The Ultimate Forager's Tour of Your Markets
--by Wendy Gordon
Use this guide to take yourself on a green diet tour of your local markets. Shopping for "green" food choices when they're not common can seem a little like foraging in the woods for edible mushrooms and wild greens. Mothers & Others created the Ultimate Forager's Green Diet Tour as a way to help you find what you want in the store in which you regularly shop.
We've devised a typical store "map" and a fairly routine shopping trip in order to identify the food choices that will be both heathful and supportive of a more sustainable food system. Remember, the main theme of the tour is shopping for a green diet, so keep the "8 Simple Steps" in mind.
We want you to relax and enjoy yourself; think of scouring streambanks for lamb's lettuce even as your rummage beneath the flourescent lights of the produce aisle. Remember, your food choices in your supermarket, by supporting sustainable farming methods, will make a difference.
This tour should take about 25-30 minutes at a time. We'll take you through the following food departments.
--Produce
Nutritionally, fresh fruits and vegetables are the healthiest foods one can eat--the more the better. Except for avacados, they're all low in fat and most are packed with fiber, vitamins and minerals, especially vitamins A & C. The National Cancer Institute (NCI) recommends "5 (servings) A Day" of fruits and vegetables to help prevent cancer, heart disease and common digestive ailments.
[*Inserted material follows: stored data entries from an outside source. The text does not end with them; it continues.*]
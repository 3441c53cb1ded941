//! Collections backing the graph.
//!
//! - `keyed`: ordered containers keyed by an item-provided identifier, used
//!   for both the vertex collection of a graph and the edge collection of a
//!   vertex.

pub mod keyed;

pub use keyed::{Keyed, KeyedCollection};
//! Weighted shortest paths: Dijkstra, A* and weighted A*.
//!
//! All three share one best-first loop. The working set holds every vertex
//! tagged with its tentative priority (`f64::MAX` = not reached, the source
//! starts at `0`). Each round the set is heap-sorted and its minimum is
//! extracted, so an extraction costs \(O(n \log n)\).
//!
//! The priority of a vertex `v` reached from `u` is
//! `g(u) + w(u, v) + epsilon * h(v, end)`, where `g` is the accumulated cost.
//! With `h = 0` or `epsilon = 0` this is Dijkstra; with `epsilon = 1` it is
//! A*. A heuristic value that makes the priority `NaN` leaves that vertex
//! unreached.
//!
//! Edges carrying [`Edge::UNSET_WEIGHT`](crate::Edge::UNSET_WEIGHT) are never
//! traversed.

use std::collections::BTreeMap;

use super::Digraph;
use crate::graph::{heuristic, GraphError, Path, Result, Uid, Vertex, VertexState};
use crate::sort::{heap_sort, SortOrder, Weighted};

/// A working-set entry.
#[derive(Debug, Clone, Copy)]
struct Candidate {
    id: Uid,
    priority: f64,
}

impl Weighted for Candidate {
    fn weight(&self) -> f64 {
        self.priority
    }
}

impl<V> Digraph<V> {
    /// Dijkstra's shortest path from `start` to `end`.
    ///
    /// Returns `Ok(None)` when `end` is unreachable.
    ///
    /// # Errors
    /// - [`GraphError::MissingVertex`] if either endpoint is absent.
    /// - [`GraphError::InvalidWeight`] if any edge weight is negative or `NaN`.
    pub fn shortest_path_dijkstra(&mut self, start: Uid, end: Uid) -> Result<Option<Path>> {
        self.best_first(start, end, heuristic::zero, 1.0)
    }

    /// A* search from `start` to `end` guided by `heuristic`.
    ///
    /// Pass [`heuristic::zero`] to get Dijkstra's behaviour.
    ///
    /// # Errors
    /// See [`Digraph::shortest_path_dijkstra`].
    pub fn a_star<H>(&mut self, start: Uid, end: Uid, heuristic: H) -> Result<Option<Path>>
    where
        H: FnMut(&Vertex<V>, &Vertex<V>) -> f64,
    {
        self.best_first(start, end, heuristic, 1.0)
    }

    /// Weighted A*: the heuristic term is scaled by `epsilon`.
    ///
    /// `epsilon = 1` is plain A*; larger values expand fewer vertices at the
    /// price of optimality (the result costs at most `epsilon` times the
    /// optimum for an admissible heuristic). `epsilon = 0` ignores the
    /// heuristic and searches like Dijkstra, even if it returns infinity.
    ///
    /// # Errors
    /// - [`GraphError::InvalidEpsilon`] if `epsilon` is negative, infinite or `NaN`.
    /// - Otherwise see [`Digraph::shortest_path_dijkstra`].
    pub fn weighted_a_star<H>(
        &mut self,
        start: Uid,
        end: Uid,
        heuristic: H,
        epsilon: f64,
    ) -> Result<Option<Path>>
    where
        H: FnMut(&Vertex<V>, &Vertex<V>) -> f64,
    {
        if !epsilon.is_finite() || epsilon < 0.0 {
            return Err(GraphError::InvalidEpsilon(epsilon));
        }
        self.best_first(start, end, heuristic, epsilon)
    }

    fn best_first<H>(
        &mut self,
        start: Uid,
        end: Uid,
        mut heuristic: H,
        epsilon: f64,
    ) -> Result<Option<Path>>
    where
        H: FnMut(&Vertex<V>, &Vertex<V>) -> f64,
    {
        self.require(start)?;
        self.require(end)?;
        self.check_weights()?;
        self.reset();
        graph_trace!(%start, %end, epsilon, "best-first search start");

        let mut cost: BTreeMap<Uid, f64> = BTreeMap::new();
        let mut priority: BTreeMap<Uid, f64> = self
            .vertices
            .keys()
            .map(|&id| (id, f64::MAX))
            .collect();
        priority.insert(start, 0.0);
        cost.insert(start, 0.0);
        if let Some(source) = self.vertices.get_mut(&start) {
            let decoration = source.decoration_mut();
            decoration.set_state(VertexState::Visited);
            decoration.set_distance(0);
        }

        let mut open: Vec<Candidate> = priority
            .iter()
            .map(|(&id, &key)| Candidate { id, priority: key })
            .collect();

        loop {
            for candidate in &mut open {
                candidate.priority = priority.get(&candidate.id).copied().unwrap_or(f64::MAX);
            }
            // Descending, so the minimum sits at the end.
            heap_sort(&mut open, SortOrder::Descending);
            let Some(current) = open.pop() else {
                break;
            };
            if current.priority >= f64::MAX {
                break;
            }

            let u = current.id;
            let g_u = cost.get(&u).copied().unwrap_or(f64::MAX);
            let Some(vertex) = self.vertices.get_mut(&u) else {
                continue;
            };
            vertex.decoration_mut().set_state(VertexState::Closed);
            if u == end {
                graph_debug!(%start, %end, cost = g_u, "best-first search reached target");
                return Ok(self.trace_path(start, end, g_u));
            }

            let edges: Vec<(Uid, f64)> = vertex
                .edges()
                .iter()
                .map(|edge| (edge.target(), edge.weight()))
                .collect();

            for (v, weight) in edges {
                let g_v = g_u + weight;
                if g_v >= f64::MAX {
                    continue;
                }
                let (Some(next), Some(target)) = (self.vertices.get(&v), self.vertices.get(&end))
                else {
                    continue;
                };
                if next.decoration().state() == VertexState::Closed {
                    continue;
                }
                // `0 * inf` is NaN, so a zero factor drops the term entirely.
                let estimate = if epsilon == 0.0 {
                    0.0
                } else {
                    epsilon * heuristic(next, target)
                };
                let f_v = g_v + estimate;
                // A NaN priority never orders; treat the vertex as not reached.
                if f_v.is_nan() || f_v >= priority.get(&v).copied().unwrap_or(f64::MAX) {
                    continue;
                }

                priority.insert(v, f_v);
                cost.insert(v, g_v);
                if let Some(next) = self.vertices.get_mut(&v) {
                    let decoration = next.decoration_mut();
                    decoration.set_state(VertexState::Visited);
                    decoration.set_ancestor(Some(u));
                    decoration.set_distance(saturating_distance(g_v));
                }
            }
        }

        graph_debug!(%start, %end, "best-first search: no path");
        Ok(None)
    }

    /// Rejects negative and `NaN` weights.
    fn check_weights(&self) -> Result<()> {
        for vertex in self.vertices.iter() {
            for edge in vertex.edges() {
                let weight = edge.weight();
                if weight.is_nan() || weight < 0.0 {
                    return Err(GraphError::InvalidWeight {
                        from: edge.source(),
                        to: edge.target(),
                        weight,
                    });
                }
            }
        }
        Ok(())
    }
}

/// Rounds an accumulated weight up into the decoration's integer distance.
#[allow(clippy::cast_possible_truncation, clippy::cast_sign_loss)]
fn saturating_distance(cost: f64) -> u64 {
    // Float-to-int `as` casts saturate.
    cost.ceil() as u64
}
But there's much, much more to picking out fruits and vegetables than meets the eye. As we make our choices we also need to ask ourselves how the produce is grown (conventionally versus organically or IPM), where it comes from, and whether it's in season. Pesticides can and do make their way into the "meat" of the fruit.
Washing and peeling
Washing and peeling will not get rid of all the pesticides. Nevertheless, it is a good idea to wash and peel to get rid of surface dirt and germs, and pesticides trapped under waxes or on the skin. Many fruits and vegetables are treated after harvest with chemicals to reduce deterioration and disease during storage and transport. Apples and potatoes, for instance are dipped in a chlorine/fungicide wash to kill fungal spores. Of course, the downside to peeling is that you remove many of the valuable nutrients and fiber that re found in or just under the peel.